TASK BRIEF:
Each line of the records that holds "join" should be shown in full.

DATA FOR THIS EXERCISE START

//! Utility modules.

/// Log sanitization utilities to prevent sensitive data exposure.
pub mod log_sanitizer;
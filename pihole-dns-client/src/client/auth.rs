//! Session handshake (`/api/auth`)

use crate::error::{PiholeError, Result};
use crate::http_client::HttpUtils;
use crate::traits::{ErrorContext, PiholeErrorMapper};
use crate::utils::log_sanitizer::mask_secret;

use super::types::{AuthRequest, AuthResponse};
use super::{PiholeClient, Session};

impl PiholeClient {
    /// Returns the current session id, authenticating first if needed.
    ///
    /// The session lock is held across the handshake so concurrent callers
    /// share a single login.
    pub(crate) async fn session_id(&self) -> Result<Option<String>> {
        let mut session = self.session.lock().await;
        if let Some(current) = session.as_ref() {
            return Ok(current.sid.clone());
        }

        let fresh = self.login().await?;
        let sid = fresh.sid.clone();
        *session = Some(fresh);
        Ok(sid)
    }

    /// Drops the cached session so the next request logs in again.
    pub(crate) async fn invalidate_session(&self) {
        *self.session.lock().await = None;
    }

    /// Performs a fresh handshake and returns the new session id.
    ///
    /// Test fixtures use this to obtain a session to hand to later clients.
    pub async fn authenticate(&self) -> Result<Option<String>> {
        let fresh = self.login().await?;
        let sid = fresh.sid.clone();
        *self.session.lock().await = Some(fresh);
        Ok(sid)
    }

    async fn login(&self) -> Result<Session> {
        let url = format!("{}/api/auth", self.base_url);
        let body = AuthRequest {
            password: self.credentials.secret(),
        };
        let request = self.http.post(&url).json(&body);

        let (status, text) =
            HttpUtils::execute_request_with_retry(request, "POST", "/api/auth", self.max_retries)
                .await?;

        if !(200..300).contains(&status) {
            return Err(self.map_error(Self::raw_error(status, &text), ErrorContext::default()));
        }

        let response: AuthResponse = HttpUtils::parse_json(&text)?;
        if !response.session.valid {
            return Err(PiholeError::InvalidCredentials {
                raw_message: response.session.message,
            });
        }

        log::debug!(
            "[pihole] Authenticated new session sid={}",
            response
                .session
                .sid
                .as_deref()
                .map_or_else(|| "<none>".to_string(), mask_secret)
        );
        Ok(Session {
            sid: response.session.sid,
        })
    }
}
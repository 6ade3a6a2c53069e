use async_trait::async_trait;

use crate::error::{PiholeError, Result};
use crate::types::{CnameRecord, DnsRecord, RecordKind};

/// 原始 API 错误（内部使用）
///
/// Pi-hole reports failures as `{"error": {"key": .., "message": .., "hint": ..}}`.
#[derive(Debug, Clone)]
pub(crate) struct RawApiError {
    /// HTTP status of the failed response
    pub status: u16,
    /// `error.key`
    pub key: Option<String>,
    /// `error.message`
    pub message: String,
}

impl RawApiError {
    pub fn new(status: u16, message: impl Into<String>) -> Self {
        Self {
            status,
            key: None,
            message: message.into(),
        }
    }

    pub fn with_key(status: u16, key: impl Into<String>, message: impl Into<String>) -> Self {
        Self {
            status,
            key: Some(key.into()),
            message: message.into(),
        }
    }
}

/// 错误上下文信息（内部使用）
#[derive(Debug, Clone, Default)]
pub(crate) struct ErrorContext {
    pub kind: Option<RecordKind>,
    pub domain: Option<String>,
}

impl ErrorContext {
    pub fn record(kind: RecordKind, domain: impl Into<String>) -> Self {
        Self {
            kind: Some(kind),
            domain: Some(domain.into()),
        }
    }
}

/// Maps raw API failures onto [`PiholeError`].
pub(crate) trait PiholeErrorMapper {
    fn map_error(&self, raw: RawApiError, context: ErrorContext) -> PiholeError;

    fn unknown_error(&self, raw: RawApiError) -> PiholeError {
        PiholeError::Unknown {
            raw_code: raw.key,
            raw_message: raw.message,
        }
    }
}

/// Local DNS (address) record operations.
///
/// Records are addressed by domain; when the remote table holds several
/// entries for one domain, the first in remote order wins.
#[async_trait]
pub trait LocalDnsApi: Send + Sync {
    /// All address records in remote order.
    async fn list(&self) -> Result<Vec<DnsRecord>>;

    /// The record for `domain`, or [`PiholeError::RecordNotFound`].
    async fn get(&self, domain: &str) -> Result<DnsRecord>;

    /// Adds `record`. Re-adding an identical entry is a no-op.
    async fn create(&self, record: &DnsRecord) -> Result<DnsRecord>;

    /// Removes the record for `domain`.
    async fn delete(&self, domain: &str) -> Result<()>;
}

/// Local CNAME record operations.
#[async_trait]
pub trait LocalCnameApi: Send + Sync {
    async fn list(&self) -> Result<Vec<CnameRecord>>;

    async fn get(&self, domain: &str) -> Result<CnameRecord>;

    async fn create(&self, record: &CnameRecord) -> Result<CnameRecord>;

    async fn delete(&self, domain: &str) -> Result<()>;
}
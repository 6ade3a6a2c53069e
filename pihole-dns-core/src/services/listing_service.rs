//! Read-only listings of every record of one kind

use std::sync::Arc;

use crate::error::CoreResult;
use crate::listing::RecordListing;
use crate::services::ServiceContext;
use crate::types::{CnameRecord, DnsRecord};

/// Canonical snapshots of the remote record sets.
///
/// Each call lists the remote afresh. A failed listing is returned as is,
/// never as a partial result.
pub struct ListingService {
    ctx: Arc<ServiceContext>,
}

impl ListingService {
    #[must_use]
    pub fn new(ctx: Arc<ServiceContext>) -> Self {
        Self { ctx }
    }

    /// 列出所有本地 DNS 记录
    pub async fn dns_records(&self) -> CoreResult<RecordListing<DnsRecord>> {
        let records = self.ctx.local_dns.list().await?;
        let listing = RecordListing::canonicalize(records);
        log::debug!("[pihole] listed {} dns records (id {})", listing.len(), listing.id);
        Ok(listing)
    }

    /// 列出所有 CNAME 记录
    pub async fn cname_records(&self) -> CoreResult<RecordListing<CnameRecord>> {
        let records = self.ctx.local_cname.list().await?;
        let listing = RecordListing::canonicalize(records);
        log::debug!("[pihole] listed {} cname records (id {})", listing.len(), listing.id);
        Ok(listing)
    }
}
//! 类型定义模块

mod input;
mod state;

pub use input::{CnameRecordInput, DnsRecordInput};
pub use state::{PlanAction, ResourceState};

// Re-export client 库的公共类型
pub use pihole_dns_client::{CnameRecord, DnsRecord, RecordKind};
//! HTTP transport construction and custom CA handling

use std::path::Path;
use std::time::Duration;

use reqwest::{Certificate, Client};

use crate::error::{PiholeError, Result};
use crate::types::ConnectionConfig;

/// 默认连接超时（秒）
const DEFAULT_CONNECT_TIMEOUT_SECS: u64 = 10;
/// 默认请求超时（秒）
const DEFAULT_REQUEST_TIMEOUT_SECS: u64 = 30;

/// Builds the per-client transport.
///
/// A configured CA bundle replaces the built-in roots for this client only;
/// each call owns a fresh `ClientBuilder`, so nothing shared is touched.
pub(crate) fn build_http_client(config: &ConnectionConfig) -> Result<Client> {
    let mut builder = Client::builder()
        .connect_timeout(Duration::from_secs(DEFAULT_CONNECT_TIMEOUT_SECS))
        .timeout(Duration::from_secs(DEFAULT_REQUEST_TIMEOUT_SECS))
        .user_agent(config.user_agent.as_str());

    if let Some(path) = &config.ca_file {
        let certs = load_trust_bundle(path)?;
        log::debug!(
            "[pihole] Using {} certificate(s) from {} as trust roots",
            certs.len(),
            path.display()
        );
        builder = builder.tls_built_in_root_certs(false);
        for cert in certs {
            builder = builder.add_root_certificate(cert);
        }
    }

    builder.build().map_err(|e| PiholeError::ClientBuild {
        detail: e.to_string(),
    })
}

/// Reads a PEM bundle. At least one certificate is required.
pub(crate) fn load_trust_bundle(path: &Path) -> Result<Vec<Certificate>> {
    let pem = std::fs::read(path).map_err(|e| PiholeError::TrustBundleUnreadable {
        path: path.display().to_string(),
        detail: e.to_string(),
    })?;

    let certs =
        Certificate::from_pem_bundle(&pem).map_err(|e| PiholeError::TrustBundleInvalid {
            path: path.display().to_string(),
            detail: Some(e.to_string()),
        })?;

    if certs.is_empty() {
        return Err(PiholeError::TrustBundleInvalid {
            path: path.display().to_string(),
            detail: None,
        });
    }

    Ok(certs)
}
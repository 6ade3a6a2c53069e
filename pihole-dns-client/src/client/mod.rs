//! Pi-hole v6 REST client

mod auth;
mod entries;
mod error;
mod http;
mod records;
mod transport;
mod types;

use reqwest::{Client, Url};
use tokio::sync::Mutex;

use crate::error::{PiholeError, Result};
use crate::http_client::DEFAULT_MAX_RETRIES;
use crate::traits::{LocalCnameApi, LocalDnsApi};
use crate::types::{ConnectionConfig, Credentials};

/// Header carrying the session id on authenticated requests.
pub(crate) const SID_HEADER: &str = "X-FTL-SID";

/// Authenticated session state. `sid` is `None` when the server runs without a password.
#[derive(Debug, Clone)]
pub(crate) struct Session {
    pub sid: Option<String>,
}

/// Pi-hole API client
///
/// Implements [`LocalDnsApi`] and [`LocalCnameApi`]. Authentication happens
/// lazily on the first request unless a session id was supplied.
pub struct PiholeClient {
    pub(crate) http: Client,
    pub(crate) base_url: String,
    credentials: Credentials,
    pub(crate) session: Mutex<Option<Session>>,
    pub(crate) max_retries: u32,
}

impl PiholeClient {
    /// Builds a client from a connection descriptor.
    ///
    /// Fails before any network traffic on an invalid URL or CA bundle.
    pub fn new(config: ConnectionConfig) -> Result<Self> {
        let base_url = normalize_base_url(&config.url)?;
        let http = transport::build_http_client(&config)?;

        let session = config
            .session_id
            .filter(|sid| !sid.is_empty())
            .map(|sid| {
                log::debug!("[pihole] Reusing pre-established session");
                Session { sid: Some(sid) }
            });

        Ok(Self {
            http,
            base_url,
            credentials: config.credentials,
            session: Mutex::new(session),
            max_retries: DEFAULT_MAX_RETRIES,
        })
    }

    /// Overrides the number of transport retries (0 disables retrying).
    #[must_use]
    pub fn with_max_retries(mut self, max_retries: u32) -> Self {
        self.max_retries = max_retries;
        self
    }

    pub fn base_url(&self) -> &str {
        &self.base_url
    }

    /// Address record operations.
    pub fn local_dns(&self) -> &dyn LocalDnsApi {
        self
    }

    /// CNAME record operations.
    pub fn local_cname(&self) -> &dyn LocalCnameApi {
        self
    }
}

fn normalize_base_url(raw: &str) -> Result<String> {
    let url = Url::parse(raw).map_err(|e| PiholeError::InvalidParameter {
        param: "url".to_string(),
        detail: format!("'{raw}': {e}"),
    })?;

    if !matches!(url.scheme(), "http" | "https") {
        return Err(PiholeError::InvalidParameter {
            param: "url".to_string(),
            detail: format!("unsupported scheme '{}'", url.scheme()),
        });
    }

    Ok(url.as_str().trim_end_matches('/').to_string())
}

DATA FOR THIS EXERCISE END
DATA FOR THIS EXERCISE START

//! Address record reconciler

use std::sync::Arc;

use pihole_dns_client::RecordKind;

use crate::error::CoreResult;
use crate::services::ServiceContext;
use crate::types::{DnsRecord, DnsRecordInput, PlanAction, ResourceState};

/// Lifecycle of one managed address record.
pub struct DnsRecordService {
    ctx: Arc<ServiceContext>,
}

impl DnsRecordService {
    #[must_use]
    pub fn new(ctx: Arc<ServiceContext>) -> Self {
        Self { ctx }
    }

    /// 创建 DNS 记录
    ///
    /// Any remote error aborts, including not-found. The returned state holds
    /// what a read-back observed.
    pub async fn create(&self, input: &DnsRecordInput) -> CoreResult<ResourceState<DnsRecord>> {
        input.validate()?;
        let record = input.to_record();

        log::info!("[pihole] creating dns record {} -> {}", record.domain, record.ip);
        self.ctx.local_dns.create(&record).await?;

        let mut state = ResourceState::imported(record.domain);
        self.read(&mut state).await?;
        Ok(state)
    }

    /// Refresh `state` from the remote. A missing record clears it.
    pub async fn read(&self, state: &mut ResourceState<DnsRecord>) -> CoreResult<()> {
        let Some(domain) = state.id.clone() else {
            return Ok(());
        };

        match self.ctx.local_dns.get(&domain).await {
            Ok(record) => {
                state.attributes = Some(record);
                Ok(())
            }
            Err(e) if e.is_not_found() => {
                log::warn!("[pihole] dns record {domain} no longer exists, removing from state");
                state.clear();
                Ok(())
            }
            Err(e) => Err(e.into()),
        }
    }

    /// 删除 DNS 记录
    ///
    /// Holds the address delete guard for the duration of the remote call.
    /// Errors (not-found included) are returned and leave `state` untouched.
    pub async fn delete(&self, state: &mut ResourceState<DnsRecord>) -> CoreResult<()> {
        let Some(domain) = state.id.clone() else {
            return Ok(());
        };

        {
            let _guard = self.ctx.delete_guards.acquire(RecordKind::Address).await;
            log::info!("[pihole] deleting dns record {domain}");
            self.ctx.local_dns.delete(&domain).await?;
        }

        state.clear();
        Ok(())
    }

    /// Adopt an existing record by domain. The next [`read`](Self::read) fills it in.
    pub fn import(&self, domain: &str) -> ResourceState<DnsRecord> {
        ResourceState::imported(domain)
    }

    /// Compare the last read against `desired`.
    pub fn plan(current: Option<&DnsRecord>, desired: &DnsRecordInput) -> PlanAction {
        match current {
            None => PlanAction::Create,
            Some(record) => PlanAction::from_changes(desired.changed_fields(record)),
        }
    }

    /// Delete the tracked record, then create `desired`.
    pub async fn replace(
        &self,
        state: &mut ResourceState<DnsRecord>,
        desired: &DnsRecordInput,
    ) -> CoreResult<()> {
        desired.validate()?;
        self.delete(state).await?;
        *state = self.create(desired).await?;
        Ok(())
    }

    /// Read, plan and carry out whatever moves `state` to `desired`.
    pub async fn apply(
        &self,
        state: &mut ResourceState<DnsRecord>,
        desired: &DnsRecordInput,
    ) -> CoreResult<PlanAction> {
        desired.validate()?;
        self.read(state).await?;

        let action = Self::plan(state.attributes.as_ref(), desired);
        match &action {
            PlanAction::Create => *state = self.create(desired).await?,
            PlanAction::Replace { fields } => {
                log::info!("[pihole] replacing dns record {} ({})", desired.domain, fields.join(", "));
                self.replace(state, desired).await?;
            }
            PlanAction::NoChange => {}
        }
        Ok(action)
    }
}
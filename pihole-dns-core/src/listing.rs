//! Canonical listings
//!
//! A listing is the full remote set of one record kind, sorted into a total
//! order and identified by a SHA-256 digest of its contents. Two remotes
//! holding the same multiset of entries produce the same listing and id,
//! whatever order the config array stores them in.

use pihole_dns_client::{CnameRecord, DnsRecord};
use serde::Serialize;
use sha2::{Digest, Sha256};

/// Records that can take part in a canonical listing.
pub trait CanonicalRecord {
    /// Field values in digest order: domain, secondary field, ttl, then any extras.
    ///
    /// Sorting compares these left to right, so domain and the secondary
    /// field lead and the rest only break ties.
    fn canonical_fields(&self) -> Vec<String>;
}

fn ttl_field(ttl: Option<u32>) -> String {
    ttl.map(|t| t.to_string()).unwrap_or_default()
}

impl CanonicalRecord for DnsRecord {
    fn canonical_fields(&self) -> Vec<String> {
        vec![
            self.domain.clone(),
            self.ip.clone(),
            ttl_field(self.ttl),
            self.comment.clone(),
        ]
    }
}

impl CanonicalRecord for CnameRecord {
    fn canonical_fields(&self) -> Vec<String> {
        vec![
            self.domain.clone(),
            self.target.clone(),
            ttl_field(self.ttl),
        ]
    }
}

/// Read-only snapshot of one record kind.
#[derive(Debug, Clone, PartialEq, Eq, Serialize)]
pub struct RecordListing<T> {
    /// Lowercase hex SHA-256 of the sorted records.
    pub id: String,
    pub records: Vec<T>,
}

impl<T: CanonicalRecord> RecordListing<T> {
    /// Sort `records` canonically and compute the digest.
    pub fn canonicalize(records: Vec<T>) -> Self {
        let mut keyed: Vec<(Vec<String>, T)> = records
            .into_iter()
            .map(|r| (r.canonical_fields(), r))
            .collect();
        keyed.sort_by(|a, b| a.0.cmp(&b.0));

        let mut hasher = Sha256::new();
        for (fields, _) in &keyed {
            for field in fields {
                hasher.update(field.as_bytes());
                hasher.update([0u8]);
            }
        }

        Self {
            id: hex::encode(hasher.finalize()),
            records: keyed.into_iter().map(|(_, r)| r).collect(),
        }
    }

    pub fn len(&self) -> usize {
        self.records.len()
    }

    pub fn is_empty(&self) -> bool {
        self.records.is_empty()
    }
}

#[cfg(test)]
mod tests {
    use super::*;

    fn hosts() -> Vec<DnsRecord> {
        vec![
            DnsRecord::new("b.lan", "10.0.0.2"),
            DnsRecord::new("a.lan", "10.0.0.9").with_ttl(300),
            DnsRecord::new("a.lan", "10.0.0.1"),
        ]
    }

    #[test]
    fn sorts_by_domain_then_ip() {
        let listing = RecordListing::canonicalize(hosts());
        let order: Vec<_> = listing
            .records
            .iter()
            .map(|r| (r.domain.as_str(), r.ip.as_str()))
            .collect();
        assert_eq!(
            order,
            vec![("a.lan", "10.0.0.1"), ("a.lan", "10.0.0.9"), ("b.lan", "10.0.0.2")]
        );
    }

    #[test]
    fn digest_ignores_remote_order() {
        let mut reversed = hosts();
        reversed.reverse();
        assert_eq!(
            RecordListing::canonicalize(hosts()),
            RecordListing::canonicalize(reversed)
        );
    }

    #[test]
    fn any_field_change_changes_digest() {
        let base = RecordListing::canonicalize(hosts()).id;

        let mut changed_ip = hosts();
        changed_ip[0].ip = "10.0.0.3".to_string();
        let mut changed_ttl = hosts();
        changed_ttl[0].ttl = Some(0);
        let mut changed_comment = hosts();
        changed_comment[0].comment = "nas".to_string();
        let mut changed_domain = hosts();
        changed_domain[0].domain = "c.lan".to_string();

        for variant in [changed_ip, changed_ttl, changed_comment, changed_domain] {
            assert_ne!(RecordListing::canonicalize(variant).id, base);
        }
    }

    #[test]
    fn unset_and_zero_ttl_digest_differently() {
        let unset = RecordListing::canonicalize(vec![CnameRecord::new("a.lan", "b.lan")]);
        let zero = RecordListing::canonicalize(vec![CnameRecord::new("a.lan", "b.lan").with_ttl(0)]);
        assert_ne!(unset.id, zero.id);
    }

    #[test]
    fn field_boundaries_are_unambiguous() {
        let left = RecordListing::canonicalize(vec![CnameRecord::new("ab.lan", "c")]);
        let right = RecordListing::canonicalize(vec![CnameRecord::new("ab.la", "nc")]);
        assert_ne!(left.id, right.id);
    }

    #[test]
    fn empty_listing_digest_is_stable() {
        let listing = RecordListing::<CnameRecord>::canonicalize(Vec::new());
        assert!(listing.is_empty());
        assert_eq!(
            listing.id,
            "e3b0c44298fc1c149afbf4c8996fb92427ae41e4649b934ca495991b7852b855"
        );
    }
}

DATA FOR THIS EXERCISE END
DATA FOR THIS EXERCISE START

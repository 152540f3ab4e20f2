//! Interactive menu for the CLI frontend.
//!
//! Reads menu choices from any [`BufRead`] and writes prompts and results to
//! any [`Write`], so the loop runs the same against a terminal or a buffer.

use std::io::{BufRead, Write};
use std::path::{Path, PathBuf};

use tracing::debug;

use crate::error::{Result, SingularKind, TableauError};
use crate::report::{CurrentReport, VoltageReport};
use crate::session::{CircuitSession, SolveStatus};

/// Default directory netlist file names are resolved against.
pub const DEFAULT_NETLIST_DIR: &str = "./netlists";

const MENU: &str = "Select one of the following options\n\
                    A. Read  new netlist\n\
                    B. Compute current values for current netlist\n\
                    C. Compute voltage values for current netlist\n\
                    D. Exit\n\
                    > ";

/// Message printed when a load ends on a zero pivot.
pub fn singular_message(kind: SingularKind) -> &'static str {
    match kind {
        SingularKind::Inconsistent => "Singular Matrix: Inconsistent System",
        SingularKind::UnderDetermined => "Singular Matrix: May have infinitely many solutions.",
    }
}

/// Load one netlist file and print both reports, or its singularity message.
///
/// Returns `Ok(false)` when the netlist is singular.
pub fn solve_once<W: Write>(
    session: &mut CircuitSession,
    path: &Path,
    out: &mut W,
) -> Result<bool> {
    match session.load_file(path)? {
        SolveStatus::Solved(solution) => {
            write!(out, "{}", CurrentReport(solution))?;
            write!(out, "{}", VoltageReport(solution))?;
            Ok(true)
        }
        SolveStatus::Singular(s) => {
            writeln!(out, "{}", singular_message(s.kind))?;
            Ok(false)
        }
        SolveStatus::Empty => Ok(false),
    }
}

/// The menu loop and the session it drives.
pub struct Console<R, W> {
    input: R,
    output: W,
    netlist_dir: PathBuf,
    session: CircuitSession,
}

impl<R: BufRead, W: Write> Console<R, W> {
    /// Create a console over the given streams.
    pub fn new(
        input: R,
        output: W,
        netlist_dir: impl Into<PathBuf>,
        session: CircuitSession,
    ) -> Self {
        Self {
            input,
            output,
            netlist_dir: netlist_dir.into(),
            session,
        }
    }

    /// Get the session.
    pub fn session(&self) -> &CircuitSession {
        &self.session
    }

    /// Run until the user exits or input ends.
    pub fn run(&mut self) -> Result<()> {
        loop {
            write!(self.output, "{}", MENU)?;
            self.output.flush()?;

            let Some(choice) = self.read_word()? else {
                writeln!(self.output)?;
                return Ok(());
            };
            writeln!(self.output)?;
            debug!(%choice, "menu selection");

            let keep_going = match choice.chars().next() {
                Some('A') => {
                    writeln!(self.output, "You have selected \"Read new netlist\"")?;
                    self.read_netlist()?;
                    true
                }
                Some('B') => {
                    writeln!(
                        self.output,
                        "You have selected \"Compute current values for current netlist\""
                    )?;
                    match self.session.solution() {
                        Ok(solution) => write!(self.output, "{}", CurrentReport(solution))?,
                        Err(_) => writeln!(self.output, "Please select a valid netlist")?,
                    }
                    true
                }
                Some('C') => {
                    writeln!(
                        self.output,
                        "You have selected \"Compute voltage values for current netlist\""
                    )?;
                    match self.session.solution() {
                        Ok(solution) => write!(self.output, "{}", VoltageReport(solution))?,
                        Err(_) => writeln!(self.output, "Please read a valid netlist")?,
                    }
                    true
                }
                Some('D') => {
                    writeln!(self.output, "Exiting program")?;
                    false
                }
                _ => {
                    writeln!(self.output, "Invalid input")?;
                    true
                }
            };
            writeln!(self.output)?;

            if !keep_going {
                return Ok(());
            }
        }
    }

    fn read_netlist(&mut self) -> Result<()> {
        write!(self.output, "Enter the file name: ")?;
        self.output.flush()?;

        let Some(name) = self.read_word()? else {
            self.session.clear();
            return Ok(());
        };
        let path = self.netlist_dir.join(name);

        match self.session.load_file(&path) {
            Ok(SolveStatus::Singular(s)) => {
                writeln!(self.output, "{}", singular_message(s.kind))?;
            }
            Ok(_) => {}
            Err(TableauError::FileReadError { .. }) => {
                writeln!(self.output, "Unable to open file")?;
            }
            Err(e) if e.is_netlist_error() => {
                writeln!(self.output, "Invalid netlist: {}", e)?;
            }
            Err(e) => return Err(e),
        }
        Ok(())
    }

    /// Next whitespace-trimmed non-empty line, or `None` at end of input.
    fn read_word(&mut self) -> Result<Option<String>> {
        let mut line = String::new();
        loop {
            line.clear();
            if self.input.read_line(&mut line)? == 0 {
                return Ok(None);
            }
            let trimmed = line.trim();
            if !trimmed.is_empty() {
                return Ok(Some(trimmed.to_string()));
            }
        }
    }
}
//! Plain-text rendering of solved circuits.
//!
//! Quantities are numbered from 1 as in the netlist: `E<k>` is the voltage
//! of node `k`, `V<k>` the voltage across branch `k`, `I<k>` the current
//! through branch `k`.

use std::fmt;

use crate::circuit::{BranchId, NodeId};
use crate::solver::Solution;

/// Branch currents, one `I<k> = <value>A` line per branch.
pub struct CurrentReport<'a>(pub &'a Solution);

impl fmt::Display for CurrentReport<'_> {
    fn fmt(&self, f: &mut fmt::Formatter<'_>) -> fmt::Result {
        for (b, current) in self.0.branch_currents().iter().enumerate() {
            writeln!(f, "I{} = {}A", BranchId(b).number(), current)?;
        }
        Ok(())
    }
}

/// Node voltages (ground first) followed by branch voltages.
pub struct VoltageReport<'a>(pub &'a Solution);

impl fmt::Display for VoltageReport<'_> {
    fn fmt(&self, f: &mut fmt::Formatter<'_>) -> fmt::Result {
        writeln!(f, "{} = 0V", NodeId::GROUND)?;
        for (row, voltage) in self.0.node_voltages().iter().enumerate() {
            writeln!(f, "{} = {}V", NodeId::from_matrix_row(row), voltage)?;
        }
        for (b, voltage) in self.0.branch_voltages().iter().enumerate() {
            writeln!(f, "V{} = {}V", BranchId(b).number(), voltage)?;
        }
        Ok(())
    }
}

DATA FOR THIS EXERCISE END

RESPONSE TO THIS TASK:
                log::info!("[pihole] replacing dns record {} ({})", desired.domain, fields.join(", "));
        let path = self.netlist_dir.join(name);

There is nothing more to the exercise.